WHAT NEEDS TO BE DONE: Your answer should be every line from the records that contains "resolution".
((
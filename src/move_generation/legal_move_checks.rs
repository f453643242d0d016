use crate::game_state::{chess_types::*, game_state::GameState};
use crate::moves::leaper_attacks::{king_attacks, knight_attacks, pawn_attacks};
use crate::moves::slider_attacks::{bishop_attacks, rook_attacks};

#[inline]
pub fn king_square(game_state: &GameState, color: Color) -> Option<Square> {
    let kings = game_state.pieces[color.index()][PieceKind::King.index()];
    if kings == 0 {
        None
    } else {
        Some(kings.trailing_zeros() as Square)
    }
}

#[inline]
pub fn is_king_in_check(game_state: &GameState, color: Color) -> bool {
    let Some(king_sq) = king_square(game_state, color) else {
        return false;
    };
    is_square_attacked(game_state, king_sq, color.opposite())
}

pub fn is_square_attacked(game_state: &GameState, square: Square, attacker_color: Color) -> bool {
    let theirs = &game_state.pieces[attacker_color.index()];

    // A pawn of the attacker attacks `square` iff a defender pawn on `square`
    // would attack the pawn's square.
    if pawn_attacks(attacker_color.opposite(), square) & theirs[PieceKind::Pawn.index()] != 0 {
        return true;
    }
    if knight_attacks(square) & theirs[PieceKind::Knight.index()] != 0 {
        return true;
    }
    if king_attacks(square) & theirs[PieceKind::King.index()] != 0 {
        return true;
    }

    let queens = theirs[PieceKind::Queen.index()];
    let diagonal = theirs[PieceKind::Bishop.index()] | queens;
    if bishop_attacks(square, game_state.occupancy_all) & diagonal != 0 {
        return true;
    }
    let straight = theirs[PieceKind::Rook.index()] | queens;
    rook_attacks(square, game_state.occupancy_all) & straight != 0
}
))
((
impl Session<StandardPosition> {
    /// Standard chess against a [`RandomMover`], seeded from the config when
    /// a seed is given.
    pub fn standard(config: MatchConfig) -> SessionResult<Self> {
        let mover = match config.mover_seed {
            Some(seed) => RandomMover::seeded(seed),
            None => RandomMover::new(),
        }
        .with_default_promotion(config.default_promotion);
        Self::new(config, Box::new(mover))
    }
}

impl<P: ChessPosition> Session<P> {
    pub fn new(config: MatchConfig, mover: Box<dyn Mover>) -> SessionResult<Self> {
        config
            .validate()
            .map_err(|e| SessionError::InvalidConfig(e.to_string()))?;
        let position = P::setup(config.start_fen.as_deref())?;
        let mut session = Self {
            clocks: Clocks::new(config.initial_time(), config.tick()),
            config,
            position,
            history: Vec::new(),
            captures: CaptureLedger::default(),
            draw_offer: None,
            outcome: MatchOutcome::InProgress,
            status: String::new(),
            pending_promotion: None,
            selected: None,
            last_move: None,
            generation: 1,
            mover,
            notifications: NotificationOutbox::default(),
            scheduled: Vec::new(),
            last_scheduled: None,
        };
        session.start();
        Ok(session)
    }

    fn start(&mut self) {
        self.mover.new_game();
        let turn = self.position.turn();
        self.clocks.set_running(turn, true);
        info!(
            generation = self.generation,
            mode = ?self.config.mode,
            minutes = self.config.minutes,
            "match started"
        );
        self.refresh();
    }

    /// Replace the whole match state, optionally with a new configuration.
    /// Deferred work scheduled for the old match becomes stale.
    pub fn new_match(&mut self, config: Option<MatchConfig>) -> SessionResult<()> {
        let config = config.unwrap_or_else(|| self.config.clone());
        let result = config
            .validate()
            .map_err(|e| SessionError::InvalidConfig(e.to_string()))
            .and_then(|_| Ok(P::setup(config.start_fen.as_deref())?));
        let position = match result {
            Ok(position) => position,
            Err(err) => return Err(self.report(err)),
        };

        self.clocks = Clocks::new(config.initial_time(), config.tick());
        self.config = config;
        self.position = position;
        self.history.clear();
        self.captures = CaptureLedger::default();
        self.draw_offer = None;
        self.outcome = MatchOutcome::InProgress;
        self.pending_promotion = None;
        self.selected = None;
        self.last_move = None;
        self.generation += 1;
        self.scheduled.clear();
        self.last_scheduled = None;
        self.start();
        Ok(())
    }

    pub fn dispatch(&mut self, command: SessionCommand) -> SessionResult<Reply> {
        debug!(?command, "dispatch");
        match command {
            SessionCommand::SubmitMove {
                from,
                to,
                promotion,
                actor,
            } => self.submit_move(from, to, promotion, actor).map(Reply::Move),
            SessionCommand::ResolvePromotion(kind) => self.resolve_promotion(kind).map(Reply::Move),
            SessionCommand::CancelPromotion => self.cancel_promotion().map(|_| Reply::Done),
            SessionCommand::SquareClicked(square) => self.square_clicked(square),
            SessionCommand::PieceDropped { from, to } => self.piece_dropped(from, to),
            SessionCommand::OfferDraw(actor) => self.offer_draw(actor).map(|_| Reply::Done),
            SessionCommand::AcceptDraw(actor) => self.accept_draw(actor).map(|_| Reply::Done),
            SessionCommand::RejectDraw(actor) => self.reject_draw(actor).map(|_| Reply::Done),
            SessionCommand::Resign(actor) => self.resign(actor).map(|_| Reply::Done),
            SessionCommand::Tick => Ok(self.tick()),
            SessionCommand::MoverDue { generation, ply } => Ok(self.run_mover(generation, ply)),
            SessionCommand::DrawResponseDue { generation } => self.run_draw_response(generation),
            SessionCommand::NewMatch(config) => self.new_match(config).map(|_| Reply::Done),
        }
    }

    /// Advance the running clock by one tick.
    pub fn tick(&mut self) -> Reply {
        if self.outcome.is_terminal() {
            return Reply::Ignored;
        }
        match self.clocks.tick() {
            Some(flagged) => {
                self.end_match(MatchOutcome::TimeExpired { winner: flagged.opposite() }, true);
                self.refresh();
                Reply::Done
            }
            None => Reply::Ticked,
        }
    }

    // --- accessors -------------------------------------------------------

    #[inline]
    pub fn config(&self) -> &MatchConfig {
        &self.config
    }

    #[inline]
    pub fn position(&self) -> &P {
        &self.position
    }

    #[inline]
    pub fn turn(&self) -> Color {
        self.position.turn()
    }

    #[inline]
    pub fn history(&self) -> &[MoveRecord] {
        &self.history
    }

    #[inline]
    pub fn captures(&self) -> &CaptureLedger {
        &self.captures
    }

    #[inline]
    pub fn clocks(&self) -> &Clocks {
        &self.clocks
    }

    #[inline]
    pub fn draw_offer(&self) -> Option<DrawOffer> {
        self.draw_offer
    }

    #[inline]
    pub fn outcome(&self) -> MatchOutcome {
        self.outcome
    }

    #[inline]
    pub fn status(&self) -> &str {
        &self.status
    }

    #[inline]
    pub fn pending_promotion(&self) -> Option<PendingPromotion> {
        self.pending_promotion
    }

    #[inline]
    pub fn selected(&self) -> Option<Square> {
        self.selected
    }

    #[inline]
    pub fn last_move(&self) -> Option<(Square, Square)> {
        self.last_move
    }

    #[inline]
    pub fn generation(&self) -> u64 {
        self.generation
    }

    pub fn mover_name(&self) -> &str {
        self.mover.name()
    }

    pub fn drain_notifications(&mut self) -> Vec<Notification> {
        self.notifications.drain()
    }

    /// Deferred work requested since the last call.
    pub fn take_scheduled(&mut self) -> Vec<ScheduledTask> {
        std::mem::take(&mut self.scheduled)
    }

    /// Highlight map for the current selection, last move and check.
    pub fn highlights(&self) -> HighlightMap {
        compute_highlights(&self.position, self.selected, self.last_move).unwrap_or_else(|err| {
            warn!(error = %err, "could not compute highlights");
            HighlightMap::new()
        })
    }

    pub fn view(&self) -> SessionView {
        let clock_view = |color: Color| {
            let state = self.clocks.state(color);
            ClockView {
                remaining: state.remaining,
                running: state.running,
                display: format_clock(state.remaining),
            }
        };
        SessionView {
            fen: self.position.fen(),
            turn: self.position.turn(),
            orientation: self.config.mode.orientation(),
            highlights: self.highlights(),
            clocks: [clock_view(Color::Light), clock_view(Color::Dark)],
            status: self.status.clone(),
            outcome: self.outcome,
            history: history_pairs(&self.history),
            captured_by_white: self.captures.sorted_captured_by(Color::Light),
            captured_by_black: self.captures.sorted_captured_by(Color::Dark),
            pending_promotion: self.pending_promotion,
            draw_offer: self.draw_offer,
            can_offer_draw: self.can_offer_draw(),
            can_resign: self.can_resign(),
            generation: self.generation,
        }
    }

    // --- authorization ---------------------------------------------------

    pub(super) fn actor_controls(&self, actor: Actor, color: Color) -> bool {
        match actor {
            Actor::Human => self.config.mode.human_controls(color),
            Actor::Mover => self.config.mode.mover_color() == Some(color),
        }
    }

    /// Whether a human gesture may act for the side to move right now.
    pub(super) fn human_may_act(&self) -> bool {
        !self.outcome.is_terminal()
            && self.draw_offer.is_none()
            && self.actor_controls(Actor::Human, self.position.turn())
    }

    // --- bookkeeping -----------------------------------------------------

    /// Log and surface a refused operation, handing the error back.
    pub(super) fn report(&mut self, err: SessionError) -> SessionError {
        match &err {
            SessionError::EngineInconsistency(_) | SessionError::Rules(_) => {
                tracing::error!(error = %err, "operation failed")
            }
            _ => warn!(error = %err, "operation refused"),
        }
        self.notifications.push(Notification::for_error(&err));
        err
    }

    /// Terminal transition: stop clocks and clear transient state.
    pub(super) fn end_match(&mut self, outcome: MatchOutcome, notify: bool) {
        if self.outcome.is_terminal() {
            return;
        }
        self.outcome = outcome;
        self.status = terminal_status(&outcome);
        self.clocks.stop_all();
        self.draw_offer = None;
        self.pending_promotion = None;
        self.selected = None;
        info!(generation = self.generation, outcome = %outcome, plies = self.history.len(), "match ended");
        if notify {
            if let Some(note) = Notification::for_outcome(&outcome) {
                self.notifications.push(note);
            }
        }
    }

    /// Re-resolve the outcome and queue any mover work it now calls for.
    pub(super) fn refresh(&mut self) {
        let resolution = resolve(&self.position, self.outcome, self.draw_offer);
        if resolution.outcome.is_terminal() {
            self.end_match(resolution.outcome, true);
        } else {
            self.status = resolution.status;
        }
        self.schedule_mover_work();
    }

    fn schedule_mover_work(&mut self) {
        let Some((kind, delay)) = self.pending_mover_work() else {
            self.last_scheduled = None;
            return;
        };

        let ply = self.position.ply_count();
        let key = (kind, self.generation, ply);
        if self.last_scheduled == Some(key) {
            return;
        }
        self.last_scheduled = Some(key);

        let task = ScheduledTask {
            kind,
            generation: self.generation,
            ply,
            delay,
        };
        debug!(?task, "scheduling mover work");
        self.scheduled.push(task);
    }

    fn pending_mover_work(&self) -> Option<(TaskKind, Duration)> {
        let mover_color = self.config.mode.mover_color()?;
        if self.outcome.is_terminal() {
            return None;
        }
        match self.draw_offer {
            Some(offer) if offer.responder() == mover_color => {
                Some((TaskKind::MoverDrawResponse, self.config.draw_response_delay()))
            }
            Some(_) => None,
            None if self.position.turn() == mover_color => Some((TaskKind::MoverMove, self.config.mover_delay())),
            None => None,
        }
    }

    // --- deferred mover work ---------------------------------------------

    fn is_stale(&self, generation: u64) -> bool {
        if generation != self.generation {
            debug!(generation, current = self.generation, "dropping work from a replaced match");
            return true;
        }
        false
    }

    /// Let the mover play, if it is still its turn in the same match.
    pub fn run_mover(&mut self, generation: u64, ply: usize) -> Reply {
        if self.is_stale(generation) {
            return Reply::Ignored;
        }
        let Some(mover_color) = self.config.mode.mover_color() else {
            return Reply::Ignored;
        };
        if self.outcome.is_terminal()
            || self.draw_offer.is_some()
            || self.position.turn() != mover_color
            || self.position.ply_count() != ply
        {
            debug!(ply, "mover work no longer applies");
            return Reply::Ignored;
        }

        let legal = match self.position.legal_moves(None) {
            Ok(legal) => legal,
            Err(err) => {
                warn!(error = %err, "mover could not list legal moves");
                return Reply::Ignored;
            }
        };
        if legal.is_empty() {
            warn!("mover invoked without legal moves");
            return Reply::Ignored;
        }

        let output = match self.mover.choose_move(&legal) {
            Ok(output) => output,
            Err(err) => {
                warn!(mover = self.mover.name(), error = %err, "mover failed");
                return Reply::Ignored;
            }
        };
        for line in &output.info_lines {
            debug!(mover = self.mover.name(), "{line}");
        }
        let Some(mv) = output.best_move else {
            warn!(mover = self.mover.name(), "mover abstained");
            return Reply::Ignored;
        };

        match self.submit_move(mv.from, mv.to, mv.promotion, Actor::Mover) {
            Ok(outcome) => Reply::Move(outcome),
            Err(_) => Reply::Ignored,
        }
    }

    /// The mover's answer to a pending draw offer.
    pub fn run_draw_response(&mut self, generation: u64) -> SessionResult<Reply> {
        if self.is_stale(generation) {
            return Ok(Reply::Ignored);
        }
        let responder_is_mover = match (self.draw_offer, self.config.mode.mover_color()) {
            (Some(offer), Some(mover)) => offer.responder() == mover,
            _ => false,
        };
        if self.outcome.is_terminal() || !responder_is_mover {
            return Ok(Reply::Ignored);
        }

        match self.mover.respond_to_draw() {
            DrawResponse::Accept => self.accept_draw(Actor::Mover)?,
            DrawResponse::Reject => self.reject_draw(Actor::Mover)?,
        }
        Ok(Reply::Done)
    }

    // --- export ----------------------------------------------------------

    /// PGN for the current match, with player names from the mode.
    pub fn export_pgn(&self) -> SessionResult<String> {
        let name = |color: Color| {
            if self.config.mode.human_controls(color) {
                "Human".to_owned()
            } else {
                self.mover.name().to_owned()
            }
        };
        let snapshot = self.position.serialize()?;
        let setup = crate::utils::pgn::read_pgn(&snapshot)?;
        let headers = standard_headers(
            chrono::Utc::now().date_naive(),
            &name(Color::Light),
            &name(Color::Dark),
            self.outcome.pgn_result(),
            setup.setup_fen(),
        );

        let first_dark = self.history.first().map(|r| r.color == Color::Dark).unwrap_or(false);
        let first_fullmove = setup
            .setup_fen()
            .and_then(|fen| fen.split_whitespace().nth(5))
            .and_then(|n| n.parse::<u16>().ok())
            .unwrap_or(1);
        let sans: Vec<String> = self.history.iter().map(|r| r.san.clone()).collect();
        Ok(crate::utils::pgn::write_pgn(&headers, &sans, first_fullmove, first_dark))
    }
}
))
((
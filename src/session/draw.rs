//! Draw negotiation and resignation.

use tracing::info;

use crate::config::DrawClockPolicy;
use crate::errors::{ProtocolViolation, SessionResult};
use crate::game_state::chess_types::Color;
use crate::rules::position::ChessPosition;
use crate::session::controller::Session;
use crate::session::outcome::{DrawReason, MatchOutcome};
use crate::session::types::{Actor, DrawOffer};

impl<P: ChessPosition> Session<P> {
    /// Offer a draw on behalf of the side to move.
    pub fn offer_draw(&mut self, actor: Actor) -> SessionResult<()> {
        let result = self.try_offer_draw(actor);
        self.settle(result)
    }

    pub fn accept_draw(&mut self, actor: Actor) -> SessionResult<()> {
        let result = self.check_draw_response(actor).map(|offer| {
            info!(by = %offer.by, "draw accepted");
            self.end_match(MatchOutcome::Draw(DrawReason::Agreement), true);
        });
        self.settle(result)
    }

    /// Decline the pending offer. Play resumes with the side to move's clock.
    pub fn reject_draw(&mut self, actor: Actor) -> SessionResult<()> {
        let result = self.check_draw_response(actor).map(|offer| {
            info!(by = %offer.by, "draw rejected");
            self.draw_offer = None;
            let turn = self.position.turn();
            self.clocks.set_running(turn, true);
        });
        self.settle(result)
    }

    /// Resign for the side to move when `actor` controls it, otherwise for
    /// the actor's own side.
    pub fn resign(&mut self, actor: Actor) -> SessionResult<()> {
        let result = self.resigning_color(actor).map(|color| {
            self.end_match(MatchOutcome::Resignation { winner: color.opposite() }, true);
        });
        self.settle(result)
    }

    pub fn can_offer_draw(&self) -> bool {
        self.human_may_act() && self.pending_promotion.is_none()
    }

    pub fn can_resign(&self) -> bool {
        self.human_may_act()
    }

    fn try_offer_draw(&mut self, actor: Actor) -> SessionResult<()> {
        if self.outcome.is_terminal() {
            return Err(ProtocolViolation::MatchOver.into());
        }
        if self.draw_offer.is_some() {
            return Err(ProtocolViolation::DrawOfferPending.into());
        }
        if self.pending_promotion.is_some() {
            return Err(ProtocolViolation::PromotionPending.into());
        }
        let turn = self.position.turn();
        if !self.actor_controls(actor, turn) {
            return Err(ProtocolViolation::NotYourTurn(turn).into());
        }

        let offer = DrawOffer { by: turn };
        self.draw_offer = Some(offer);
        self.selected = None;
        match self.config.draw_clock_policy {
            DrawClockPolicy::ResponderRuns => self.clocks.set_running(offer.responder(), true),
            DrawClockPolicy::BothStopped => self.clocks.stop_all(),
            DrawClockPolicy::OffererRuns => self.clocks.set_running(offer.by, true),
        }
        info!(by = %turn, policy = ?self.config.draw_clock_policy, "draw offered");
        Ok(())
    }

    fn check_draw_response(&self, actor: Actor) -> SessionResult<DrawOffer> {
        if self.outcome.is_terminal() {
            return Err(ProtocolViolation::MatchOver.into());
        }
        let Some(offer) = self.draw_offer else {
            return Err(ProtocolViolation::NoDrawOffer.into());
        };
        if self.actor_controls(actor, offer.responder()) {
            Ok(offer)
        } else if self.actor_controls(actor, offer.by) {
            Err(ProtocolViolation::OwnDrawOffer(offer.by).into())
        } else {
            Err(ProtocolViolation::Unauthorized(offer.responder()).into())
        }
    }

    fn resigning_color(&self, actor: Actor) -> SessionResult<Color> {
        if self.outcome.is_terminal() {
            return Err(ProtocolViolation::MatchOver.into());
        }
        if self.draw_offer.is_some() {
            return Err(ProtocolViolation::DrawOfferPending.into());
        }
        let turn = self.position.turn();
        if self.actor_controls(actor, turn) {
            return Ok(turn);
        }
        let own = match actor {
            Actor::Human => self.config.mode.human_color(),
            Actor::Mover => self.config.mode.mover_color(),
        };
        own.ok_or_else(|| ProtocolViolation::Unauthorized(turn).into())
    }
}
))
SOLUTION FOR THIS EXERCISE:
        let resolution = resolve(&self.position, self.outcome, self.draw_offer);
        if resolution.outcome.is_terminal() {
            self.end_match(resolution.outcome, true);
            self.status = resolution.status;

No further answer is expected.